* Required action *
The line holding "-> Result<StatusCode, ApiError>" and all lines that follow it to the end of the data: return these exactly, and nothing more.

* Provided records *
+ + + + +

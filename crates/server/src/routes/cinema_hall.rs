use crate::{
    dtos::catalog::CinemaHallResponse, error::ApiError, extractors::Payload, state::AppState,
};
use axum::{
    Json,
    extract::{Path, State},
    http::StatusCode,
};
use database::services::cinema_hall::CinemaHallService;
use models::catalog::CinemaHallInput;

/// List all cinema halls
#[utoipa::path(
    get,
    path = "/cinema_halls",
    responses(
        (status = 200, description = "All cinema halls", body = [CinemaHallResponse])
    ),
    tag = "Cinema halls"
)]
pub async fn list_cinema_halls(
    State(state): State<AppState>,
) -> Result<Json<Vec<CinemaHallResponse>>, ApiError> {
    let halls = CinemaHallService::list(&state.db).await?;
    Ok(Json(halls.into_iter().map(CinemaHallResponse::from).collect()))
}

/// Get a cinema hall by ID
#[utoipa::path(
    get,
    path = "/cinema_halls/{id}",
    params(("id" = i32, Path, description = "Cinema hall ID")),
    responses(
        (status = 200, description = "Cinema hall found", body = CinemaHallResponse),
        (status = 404, description = "Cinema hall not found")
    ),
    tag = "Cinema halls"
)]
pub async fn get_cinema_hall(
    State(state): State<AppState>,
    Path(id): Path<i32>,
) -> Result<Json<CinemaHallResponse>, ApiError> {
    Ok(Json(CinemaHallService::get(&state.db, id).await?.into()))
}

/// Create a cinema hall
#[utoipa::path(
    post,
    path = "/cinema_halls",
    request_body = CinemaHallInput,
    responses(
        (status = 201, description = "Cinema hall created", body = CinemaHallResponse),
        (status = 400, description = "Invalid hall dimensions or name")
    ),
    tag = "Cinema halls"
)]
pub async fn create_cinema_hall(
    State(state): State<AppState>,
    Payload(input): Payload<CinemaHallInput>,
) -> Result<(StatusCode, Json<CinemaHallResponse>), ApiError> {
    let hall = CinemaHallService::create(&state.db, input).await?;
    Ok((StatusCode::CREATED, Json(hall.into())))
}

/// Replace a cinema hall
#[utoipa::path(
    put,
    path = "/cinema_halls/{id}",
    params(("id" = i32, Path, description = "Cinema hall ID")),
    request_body = CinemaHallInput,
    responses(
        (status = 200, description = "Cinema hall updated", body = CinemaHallResponse),
        (status = 400, description = "Invalid hall dimensions or name"),
        (status = 404, description = "Cinema hall not found")
    ),
    tag = "Cinema halls"
)]
pub async fn update_cinema_hall(
    State(state): State<AppState>,
    Path(id): Path<i32>,
    Payload(input): Payload<CinemaHallInput>,
) -> Result<Json<CinemaHallResponse>, ApiError> {
    let updated = CinemaHallService::update(&state.db, id, input, false).await?;
    Ok(Json(updated.into()))
}

/// Partially update a cinema hall
#[utoipa::path(
    patch,
    path = "/cinema_halls/{id}",
    params(("id" = i32, Path, description = "Cinema hall ID")),
    request_body = CinemaHallInput,
    responses(
        (status = 200, description = "Cinema hall updated", body = CinemaHallResponse),
        (status = 400, description = "Invalid hall dimensions or name"),
        (status = 404, description = "Cinema hall not found")
    ),
    tag = "Cinema halls"
)]
pub async fn patch_cinema_hall(
    State(state): State<AppState>,
    Path(id): Path<i32>,
    Payload(input): Payload<CinemaHallInput>,
) -> Result<Json<CinemaHallResponse>, ApiError> {
    let updated = CinemaHallService::update(&state.db, id, input, true).await?;
    Ok(Json(updated.into()))
}

/// Delete a cinema hall
#[utoipa::path(
    delete,
    path = "/cinema_halls/{id}",
    params(("id" = i32, Path, description = "Cinema hall ID")),
    responses(
        (status = 204, description = "Cinema hall deleted"),
        (status = 404, description = "Cinema hall not found")
    ),
    tag = "Cinema halls"
)]
pub async fn delete_cinema_hall(
    State(state): State<AppState>,
    Path(id): Path<i32>,
) -> Result<StatusCode, ApiError> {
    CinemaHallService::delete(&state.db, id).await?;
    Ok(StatusCode::NO_CONTENT)
}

+ + + + +

* Response to the exercise *
) -> Result<StatusCode, ApiError> {
    CinemaHallService::delete(&state.db, id).await?;
    Ok(StatusCode::NO_CONTENT)
}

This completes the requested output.